POSTED AT 8:41 AM ON FEBRUARY 15, 2016 BY JAZZ SHAW
Funeral arrangements have not even been settled for Supreme Court Justice Antonin Scalia yet and the flags are still flying at half mast. The Scalia family hasn’t had time to come to grips with the sudden and unexpected loss. One might think that during such a tumultuous period of shock and grief that those in prominent, public positions might refrain from breaking out the slings and arrows for a man who dedicated his life, on an off, for more than four decades to the service of his nation, no matter how much they may have disagreed with his opinions. One would be incorrect in such an assumption.
Prepare yourself for pious proclamations of sorrow. Justice Antonin Scalia, stalwart conservative voice on the U.S. Supreme Court since 1986, is dead! Flags will be at half-mast, and for a few days, at least, everyone will pretend to consider Scalia’s death a terrible loss to the Court, the country, and the global legal and judicial communities.The global legal and judicial communities, however, will mostly be indulging in joyful private choruses of “Ding, Dong, the Witch is Dead.” Or maybe not so private.There was no love lost between Justice Scalia and foreign jurists. Scalia was famously dismissive of foreign and international law, which he considered good enough for, well, foreigners — but not for the great United States. “I doubt whether anybody [in the United States] would say, ‘Yes, we want to be governed by the views of foreigners,’” he scoffed in 2005.

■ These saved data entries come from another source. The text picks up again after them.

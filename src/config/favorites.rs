use serde::{Deserialize, Serialize};
use std::fmt;
use std::str::FromStr;

/// Kind of connection target a list entry or override key refers to
#[derive(Debug, Clone, Copy, PartialEq, Eq, Hash, PartialOrd, Ord, Serialize, Deserialize)]
#[serde(rename_all = "lowercase")]
pub enum Category {
    Countries,
    Cities,
    Servers,
}

impl Category {
    pub fn as_str(&self) -> &'static str {
        match self {
            Category::Countries => "countries",
            Category::Cities => "cities",
            Category::Servers => "servers",
        }
    }

    pub fn from_name(name: &str) -> Option<Self> {
        match name.trim().to_lowercase().as_str() {
            "countries" | "country" => Some(Category::Countries),
            "cities" | "city" => Some(Category::Cities),
            "servers" | "server" => Some(Category::Servers),
            _ => None,
        }
    }
}

impl fmt::Display for Category {
    fn fmt(&self, f: &mut fmt::Formatter<'_>) -> fmt::Result {
        f.write_str(self.as_str())
    }
}

/// User-picked targets shown ahead of everything else in the lists.
///
/// With `common` set, every category reads and writes one shared list.
#[derive(Debug, Clone, Default, PartialEq, Eq, Serialize, Deserialize)]
#[serde(default)]
pub struct Favorites {
    pub countries: Vec<String>,
    pub cities: Vec<String>,
    pub servers: Vec<String>,
    pub common: Vec<String>,
}

impl Favorites {
    pub fn list(&self, category: Category, common: bool) -> &[String] {
        if common {
            return &self.common;
        }
        match category {
            Category::Countries => &self.countries,
            Category::Cities => &self.cities,
            Category::Servers => &self.servers,
        }
    }

    fn list_mut(&mut self, category: Category, common: bool) -> &mut Vec<String> {
        if common {
            return &mut self.common;
        }
        match category {
            Category::Countries => &mut self.countries,
            Category::Cities => &mut self.cities,
            Category::Servers => &mut self.servers,
        }
    }

    pub fn contains(&self, category: Category, common: bool, id: &str) -> bool {
        self.list(category, common).iter().any(|f| f == id)
    }

    /// Append `id` unless already present. Returns whether it was added.
    pub fn add(&mut self, category: Category, common: bool, id: &str) -> bool {
        let id = id.trim();
        if id.is_empty() || self.contains(category, common, id) {
            return false;
        }
        self.list_mut(category, common).push(id.to_string());
        true
    }

    pub fn remove(&mut self, category: Category, common: bool, id: &str) -> bool {
        let list = self.list_mut(category, common);
        let before = list.len();
        list.retain(|f| f != id);
        list.len() != before
    }

    /// Favorites present in `items` first (in favorite order), then the rest unchanged
    pub fn order(&self, category: Category, common: bool, items: Vec<String>) -> Vec<String> {
        let favorites = self.list(category, common);
        let mut ordered: Vec<String> = favorites
            .iter()
            .filter(|f| items.contains(f))
            .cloned()
            .collect();
        ordered.extend(items.into_iter().filter(|i| !favorites.contains(i)));
        ordered
    }
}

/// One change to the favorites, parsed from `add cities New York`
#[derive(Debug, Clone, PartialEq, Eq)]
pub struct FavoriteEdit {
    pub add: bool,
    pub category: Category,
    pub id: String,
}

impl FavoriteEdit {
    /// Returns whether the favorites changed
    pub fn apply(&self, favorites: &mut Favorites, common: bool) -> bool {
        if self.add {
            favorites.add(self.category, common, &self.id)
        } else {
            favorites.remove(self.category, common, &self.id)
        }
    }
}

impl FromStr for FavoriteEdit {
    type Err = anyhow::Error;

    fn from_str(line: &str) -> anyhow::Result<Self> {
        let words: Vec<&str> = line.split_whitespace().collect();
        let [verb, kind, id @ ..] = words.as_slice() else {
            anyhow::bail!("expected `add|remove <countries|cities|servers> <name>`");
        };
        if id.is_empty() {
            anyhow::bail!("missing favorite name");
        }

        let add = match verb.to_lowercase().as_str() {
            "add" => true,
            "remove" | "rm" => false,
            other => anyhow::bail!("unknown favorite action `{}`", other),
        };
        let category = Category::from_name(kind)
            .ok_or_else(|| anyhow::anyhow!("unknown target kind `{}`", kind))?;

        // The client lists multi-word names with underscores
        Ok(Self {
            add,
            category,
            id: id.join("_"),
        })
    }
}

#[cfg(test)]
mod tests {
    use super::*;

    fn names(items: &[&str]) -> Vec<String> {
        items.iter().map(|s| s.to_string()).collect()
    }

    #[test]
    fn test_add_is_deduplicated() {
        let mut favs = Favorites::default();
        assert!(favs.add(Category::Countries, false, "Sweden"));
        assert!(!favs.add(Category::Countries, false, "Sweden"));
        assert!(favs.add(Category::Countries, false, "Germany"));
        assert_eq!(favs.countries, names(&["Sweden", "Germany"]));
        assert!(favs.cities.is_empty());
    }

    #[test]
    fn test_common_list_is_shared() {
        let mut favs = Favorites::default();
        favs.add(Category::Cities, true, "Paris");
        assert!(favs.contains(Category::Servers, true, "Paris"));
        assert!(!favs.contains(Category::Cities, false, "Paris"));
        assert!(favs.remove(Category::Countries, true, "Paris"));
        assert!(favs.common.is_empty());
    }

    #[test]
    fn test_order_puts_favorites_first() {
        let mut favs = Favorites::default();
        favs.add(Category::Countries, false, "Sweden");
        favs.add(Category::Countries, false, "Narnia");
        favs.add(Category::Countries, false, "Albania");

        let ordered = favs.order(
            Category::Countries,
            false,
            names(&["Albania", "Germany", "Sweden", "Zambia"]),
        );
        assert_eq!(ordered, names(&["Sweden", "Albania", "Germany", "Zambia"]));
    }

    #[test]
    fn test_category_names() {
        assert_eq!(Category::from_name("City"), Some(Category::Cities));
        assert_eq!(Category::from_name("servers"), Some(Category::Servers));
        assert_eq!(Category::from_name("planets"), None);
        assert_eq!(Category::Countries.to_string(), "countries");
    }

    #[test]
    fn test_favorite_edit_parse_and_apply() {
        let edit: FavoriteEdit = "add cities New York".parse().unwrap();
        assert_eq!(
            edit,
            FavoriteEdit {
                add: true,
                category: Category::Cities,
                id: "New_York".to_string(),
            }
        );

        let mut favs = Favorites::default();
        assert!(edit.apply(&mut favs, false));
        assert!(!edit.apply(&mut favs, false));
        assert_eq!(favs.cities, names(&["New_York"]));

        let remove: FavoriteEdit = "remove city New York".parse().unwrap();
        assert!(remove.apply(&mut favs, false));
        assert!(favs.cities.is_empty());

        assert!("add planets Mars".parse::<FavoriteEdit>().is_err());
        assert!("pin countries Sweden".parse::<FavoriteEdit>().is_err());
        assert!("add countries".parse::<FavoriteEdit>().is_err());
    }
}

Scalia’s resolute refusal to consider foreign or international law relevant to U.S. constitutional questions did not endear him — or the U.S. Supreme Court, on which he was so influential — to legal communities outside the United States. To non-Americans as to Justice Kennedy, Scalia’s contempt for foreign and international law often seemed to have a “know-nothing quality,” and the rarity with which the Court engaged seriously with non-U.S. legal precedents took a toll on its international prestige.
Goodbye, Justice Scalia. The Supreme Court will be a quieter, more cosmopolitan place place without you. But Jack Bauer’s sure going to miss you.